La déclaration Dignitatis Humanae porte bien son nom puisqu'elle propose comme fondement à la liberté religieuse la dignité de l'homme. "En vertu de leur dignité, tous les hommes, parce qu'ils sont des personnes, c'est-à-dire doués de raison et de volonté libre, et, par suite, pourvus d'une responsabilité personnelle, sont pressés, par leur nature même, et tenus, par obligation morale, à chercher la vérité, celle tout d'abord qui concerne la religion. Ils sont tenus aussi à adhérer à la vérité dès qu'ils la connaissent et à régler route leur vie selon les exigences de cette vérité." Il n'y a ici rien de plus thomiste, rien de plus traditionnel. C'est parce que "cette liberté consiste en ce que tous les hommes doivent être soustraits à toute contrainte de la part tant des individus que des groupes sociaux et de quelque pouvoir humain que ce soit, de telle sorte qu'en matière religieuse nul ne soit forcé d'agir contre sa conscience ni empêché d'agir, dans de justes limites, selon sa conscience, en privé comme en public, seul ou associé à d'autres." L'Eglise se doit d'être logique jusqu'au bout.

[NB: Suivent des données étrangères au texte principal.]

// SPDX-License-Identifier: MIT OR Apache-2.0
//! Slide commands given on the command line.
//!
//! Each command is one word, optionally followed by `=` and an argument:
//! `mode=linear`, `set=50`, `rel=-20`, `pick=100`, `drag=10,40,80`,
//! `reset`, `detect`, `detect=force`, `undo`, `redo`.

use keyslide_core::{
    AnimationHost, HistoryError, MemoryHost, Reload, SlideError, SlideKeysController, SlideMode,
};
use std::fmt;
use std::str::FromStr;

/// Error type for command parsing and execution
#[derive(Debug, thiserror::Error)]
pub enum CommandError {
    /// The command text did not parse
    #[error("Invalid command '{command}': {reason}")]
    Parse {
        /// Command text
        command: String,
        /// What was wrong
        reason: String,
    },

    /// The controller refused the command
    #[error(transparent)]
    Slide(#[from] SlideError),

    /// History error
    #[error("History error: {0}")]
    History(#[from] HistoryError),
}

/// One step of a command-line run
#[derive(Debug, Clone, PartialEq)]
pub enum SlideCommand {
    /// Switch the active mode
    Mode(SlideMode),
    /// Absolute one-shot slide
    Set(f64),
    /// Relative one-shot slide
    Relative(f64),
    /// Quick pick using the settings default for absolute/relative
    Pick(f64),
    /// Interactive slide through each percent in turn
    Drag(Vec<f64>),
    /// Back to the values before any slide
    Reset,
    /// Reload the selection. `force` reloads even an unchanged selection
    /// or one held by an open session.
    Detect {
        /// Skip the unchanged-selection and open-session checks
        force: bool,
    },
    /// Undo the last edit group
    Undo,
    /// Redo the last undone group
    Redo,
}

impl SlideCommand {
    /// Get a description of this command
    pub fn description(&self) -> String {
        match self {
            Self::Mode(mode) => format!("Set mode to {mode}"),
            Self::Set(percent) => format!("Slide to {percent}%"),
            Self::Relative(percent) => format!("Slide by {percent}%"),
            Self::Pick(percent) => format!("Quick pick {percent}%"),
            Self::Drag(percents) => format!("Drag through {} steps", percents.len()),
            Self::Reset => "Reset slide".to_string(),
            Self::Detect { force: false } => "Detect keys".to_string(),
            Self::Detect { force: true } => "Force detect keys".to_string(),
            Self::Undo => "Undo".to_string(),
            Self::Redo => "Redo".to_string(),
        }
    }

    /// Run the command against a controller
    pub fn execute(
        &self,
        controller: &mut SlideKeysController<MemoryHost>,
    ) -> Result<(), CommandError> {
        match self {
            Self::Mode(mode) => controller.set_mode(*mode)?,
            Self::Set(percent) => controller.set_slide(*percent, true)?,
            Self::Relative(percent) => controller.set_slide(*percent, false)?,
            Self::Pick(percent) => controller.quick_pick(*percent, None)?,
            Self::Drag(percents) => {
                controller.begin_slide(None)?;
                let dragged = percents
                    .iter()
                    .try_for_each(|percent| controller.slide(*percent));
                controller.end_slide();
                dragged?;
            }
            Self::Reset => controller.reset_slide()?,
            Self::Detect { force } => match controller.detect_keys(*force)? {
                Reload::Reloaded => tracing::info!(
                    "Detected {} keys in {} segments",
                    controller.collection().key_count(),
                    controller.collection().len()
                ),
                Reload::Unchanged => tracing::info!("Selection unchanged"),
                Reload::Skipped => tracing::info!("Detection skipped while sliding"),
            },
            Self::Undo => {
                let group = controller.host_mut().undo()?;
                tracing::info!(
                    "Undid #{} {} ({} keys)",
                    group.id.value(),
                    group.description,
                    group.count()
                );
            }
            Self::Redo => {
                let group = controller.host_mut().redo()?;
                tracing::info!(
                    "Redid #{} {} ({} keys)",
                    group.id.value(),
                    group.description,
                    group.count()
                );
            }
        }
        tracing::debug!(
            "{} done, current time {}",
            self.description(),
            controller.host().current_time()
        );
        Ok(())
    }
}

fn parse_percent(command: &str, text: &str) -> Result<f64, CommandError> {
    let percent: f64 = text.trim().parse().map_err(|_| CommandError::Parse {
        command: command.to_string(),
        reason: format!("'{text}' is not a number"),
    })?;
    if !percent.is_finite() {
        return Err(CommandError::Parse {
            command: command.to_string(),
            reason: format!("'{text}' is not a finite percent"),
        });
    }
    Ok(percent)
}

fn require<'a>(command: &str, argument: Option<&'a str>) -> Result<&'a str, CommandError> {
    argument.ok_or_else(|| CommandError::Parse {
        command: command.to_string(),
        reason: "missing argument".to_string(),
    })
}

fn refuse(
    command: &str,
    argument: Option<&str>,
    parsed: SlideCommand,
) -> Result<SlideCommand, CommandError> {
    match argument {
        Some(_) => Err(CommandError::Parse {
            command: command.to_string(),
            reason: "takes no argument".to_string(),
        }),
        None => Ok(parsed),
    }
}

impl FromStr for SlideCommand {
    type Err = CommandError;

    fn from_str(s: &str) -> Result<Self, Self::Err> {
        let (name, argument) = match s.split_once('=') {
            Some((name, argument)) => (name, Some(argument)),
            None => (s, None),
        };

        match name.trim().to_lowercase().as_str() {
            "mode" => Ok(Self::Mode(require(s, argument)?.parse()?)),
            "set" => Ok(Self::Set(parse_percent(s, require(s, argument)?)?)),
            "rel" => Ok(Self::Relative(parse_percent(s, require(s, argument)?)?)),
            "pick" => Ok(Self::Pick(parse_percent(s, require(s, argument)?)?)),
            "drag" => {
                let percents = require(s, argument)?
                    .split(',')
                    .map(|text| parse_percent(s, text))
                    .collect::<Result<Vec<_>, _>>()?;
                Ok(Self::Drag(percents))
            }
            "reset" => refuse(s, argument, Self::Reset),
            "detect" => match argument.map(|a| a.trim().to_lowercase()).as_deref() {
                None => Ok(Self::Detect { force: false }),
                Some("force") => Ok(Self::Detect { force: true }),
                Some(_) => Err(CommandError::Parse {
                    command: s.to_string(),
                    reason: "only 'force' is accepted".to_string(),
                }),
            },
            "undo" => refuse(s, argument, Self::Undo),
            "redo" => refuse(s, argument, Self::Redo),
            _ => Err(CommandError::Parse {
                command: s.to_string(),
                reason: "unknown command".to_string(),
            }),
        }
    }
}

impl fmt::Display for SlideCommand {
    fn fmt(&self, f: &mut fmt::Formatter<'_>) -> fmt::Result {
        f.write_str(&self.description())
    }
}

L'absence de contrainte essentielle requise par la nature même de la faculté de la volonté implique de facto l'absence de contrainte dans un domaine aussi important et primordial dans la vie d'un homme qu'est la pratique religieuse. Comment critiquer l'Eglise quand elle affirme que "les hommes ne peuvent satisfaire, d'une manière conforme à leur propre nature, (à l'obligation d'adhérer à la vérité religieuse ), que s'ils jouissent, outre de la liberté psychologique, de l'immunité à l'égard de toute contrainte extérieure. Ce n'est donc pas sur une disposition subjective de la personne, mais sur sa nature même, qu'est fondé le droit à la liberté religieuse."

 Le relativisme ne vient pas de la déclaration du concile sur la liberté religieuse, elle n’y est pour rien. Il faut le chercher ailleurs. Par exemple, on peut regarder du côté de la philosophie, où l'on a abandonné le réalisme de saint Thomas et pour écouter les sirènes de l’idéalisme, ou de la théologie avec l’immanentisme du modernisme, et d'autres systèmes de pensée dans lesquels l’individu devient le critère de sa propre vérité.